Brakes don’t quite take enough risks to be truly magnificent.
Lou Thomas 2009-04-17
Brighton stalwarts Brakes have made three albums of above-average British indie rock. What marks them out as above average is their melodic and lyrical invention, most easily compared with fellow Sussex renegades British Sea Power. But while BSP can often be relied upon to lean into staggering, wild imaginative work, Brakes don’t quite take enough risks to be truly magnificent.
Two Shock is a fantastic start to Touchdown, with a stupenduous rolling Marc Beatty bassline and a fine, cold Nico-esque vocal from Eamon Hamilton which perfectly compliments lines like, ''All I grow is disillusioned''. Although it's far more interesting to hear him sing, ''I covered my body in bacofoil and waited for the sun to come out''.
There are also equally visceral but more punkish moments like Red Rag, a thrilling if deranged ninety seconds of drunken tramp ranting over Idlewild referencing post-hardcore guitars.

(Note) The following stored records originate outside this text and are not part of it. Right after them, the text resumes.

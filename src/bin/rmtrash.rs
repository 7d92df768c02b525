use clap::Parser;
use rmtrash::commands::rmtrash::{self as command, args::Args};
use rmtrash::config::Config;
use rmtrash::logging;

/// Move files to the user's trash instead of deleting them.
fn main() {
    let args = Args::parse();

    if args.version {
        print!("{}", command::version_text());
        return;
    }

    // 設定に依存しない usage エラーは設定の読み込み前に判定する
    if args.path.is_empty() {
        std::process::exit(command::print_usage());
    }

    // 設定ファイルを読み込む
    let config = match Config::load() {
        Ok(c) => c,
        Err(e) => {
            eprintln!("rmtrash: {e}");
            std::process::exit(1);
        }
    };

    logging::init_tracing(&config.log.level);

    let exit_code = command::run(args, &config);
    std::process::exit(exit_code);
}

It all falls down with songs like Crush On You. The band obviously have ideas, so it's impossible not wonder why they churn out this sort of sub-Pixies drivel. Worry About It Later it similarly forgettable but more in a generic, jangle-heavy Byrds manner.
Moving moments of honesty like Why Tell The Truth (When It's Easier To Lie) fare better. ''I'm gonna tell you why I cry my nights away it's 'cause the tears help the memories come out'', may be raw words but mean Brakes always feel genuine.
The fun, nostalgic rock 'n' roll tones of Hey Hey and the glorious finale of Leaving England are certain album highlights. The latter is marvellous shimmering dreampop, redolent of Turin Brakes, Nick Drake and a more cheerful Spiritualized.
All is not lost for Brakes. If it took Jarvis Cocker 15 years to prove himself as a major and consistent songwriting talent with Pulp, there's no reason why these boys won't achieve blanket greatness at some stage.
To achieve as they deserve only requires the bravery to drop their least interesting ideas and exchange them for the truly wild.